Start of Given records
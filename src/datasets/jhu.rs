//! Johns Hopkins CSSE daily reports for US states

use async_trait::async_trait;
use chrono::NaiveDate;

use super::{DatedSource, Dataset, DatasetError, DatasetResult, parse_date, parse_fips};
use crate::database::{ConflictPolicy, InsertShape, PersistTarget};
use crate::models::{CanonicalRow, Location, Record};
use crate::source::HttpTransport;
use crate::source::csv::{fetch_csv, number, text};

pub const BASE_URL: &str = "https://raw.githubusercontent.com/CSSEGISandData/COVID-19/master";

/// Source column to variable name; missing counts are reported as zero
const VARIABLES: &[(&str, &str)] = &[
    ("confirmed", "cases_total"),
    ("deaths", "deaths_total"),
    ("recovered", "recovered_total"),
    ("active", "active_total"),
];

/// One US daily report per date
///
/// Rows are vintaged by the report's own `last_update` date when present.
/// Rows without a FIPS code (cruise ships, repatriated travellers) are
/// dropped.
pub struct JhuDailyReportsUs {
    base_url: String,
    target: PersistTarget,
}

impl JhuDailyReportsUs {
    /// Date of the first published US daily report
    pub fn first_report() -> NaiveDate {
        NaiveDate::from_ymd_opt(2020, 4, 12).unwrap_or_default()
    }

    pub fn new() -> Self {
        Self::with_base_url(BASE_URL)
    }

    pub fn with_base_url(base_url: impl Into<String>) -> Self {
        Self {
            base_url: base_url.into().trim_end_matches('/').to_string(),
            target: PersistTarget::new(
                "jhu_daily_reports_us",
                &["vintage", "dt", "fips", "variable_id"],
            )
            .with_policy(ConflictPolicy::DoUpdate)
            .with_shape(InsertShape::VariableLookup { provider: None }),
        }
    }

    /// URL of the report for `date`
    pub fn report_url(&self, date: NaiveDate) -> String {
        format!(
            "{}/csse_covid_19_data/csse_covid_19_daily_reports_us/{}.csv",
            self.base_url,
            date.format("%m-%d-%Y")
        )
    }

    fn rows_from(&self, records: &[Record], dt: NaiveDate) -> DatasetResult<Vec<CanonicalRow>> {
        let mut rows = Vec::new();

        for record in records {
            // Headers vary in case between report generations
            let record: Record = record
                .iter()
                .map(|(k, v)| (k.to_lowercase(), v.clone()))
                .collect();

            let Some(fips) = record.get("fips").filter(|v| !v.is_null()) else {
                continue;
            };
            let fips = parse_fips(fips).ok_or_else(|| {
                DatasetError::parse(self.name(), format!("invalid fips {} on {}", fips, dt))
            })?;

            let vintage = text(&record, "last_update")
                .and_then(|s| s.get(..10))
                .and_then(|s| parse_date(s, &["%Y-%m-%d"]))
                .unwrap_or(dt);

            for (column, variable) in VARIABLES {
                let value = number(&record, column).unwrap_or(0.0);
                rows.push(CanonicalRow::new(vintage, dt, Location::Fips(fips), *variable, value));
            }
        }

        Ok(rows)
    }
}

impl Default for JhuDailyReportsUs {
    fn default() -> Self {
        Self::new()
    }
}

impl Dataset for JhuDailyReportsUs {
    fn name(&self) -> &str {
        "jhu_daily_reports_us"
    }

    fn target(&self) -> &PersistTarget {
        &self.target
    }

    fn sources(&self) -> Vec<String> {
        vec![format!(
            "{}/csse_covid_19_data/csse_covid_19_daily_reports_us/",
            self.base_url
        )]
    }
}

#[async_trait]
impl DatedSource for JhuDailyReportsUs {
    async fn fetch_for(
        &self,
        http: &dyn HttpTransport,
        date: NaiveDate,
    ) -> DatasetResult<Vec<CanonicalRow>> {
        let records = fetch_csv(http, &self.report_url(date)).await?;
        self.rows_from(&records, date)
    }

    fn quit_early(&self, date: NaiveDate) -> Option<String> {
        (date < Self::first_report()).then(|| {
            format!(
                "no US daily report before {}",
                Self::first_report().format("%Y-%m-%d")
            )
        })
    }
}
End of Given records
Beginning at the top of the records above, transcribe each line exactly up to and including the line that holds "date when present.".

filename src/datasets/jhu.rs
//! Johns Hopkins CSSE daily reports for US states

use async_trait::async_trait;
use chrono::NaiveDate;

use super::{DatedSource, Dataset, DatasetError, DatasetResult, parse_date, parse_fips};
use crate::database::{ConflictPolicy, InsertShape, PersistTarget};
use crate::models::{CanonicalRow, Location, Record};
use crate::source::HttpTransport;
use crate::source::csv::{fetch_csv, number, text};

pub const BASE_URL: &str = "https://raw.githubusercontent.com/CSSEGISandData/COVID-19/master";

/// Source column to variable name; missing counts are reported as zero
const VARIABLES: &[(&str, &str)] = &[
    ("confirmed", "cases_total"),
    ("deaths", "deaths_total"),
    ("recovered", "recovered_total"),
    ("active", "active_total"),
];

/// One US daily report per date
///
/// Rows are vintaged by the report's own `last_update` date when present.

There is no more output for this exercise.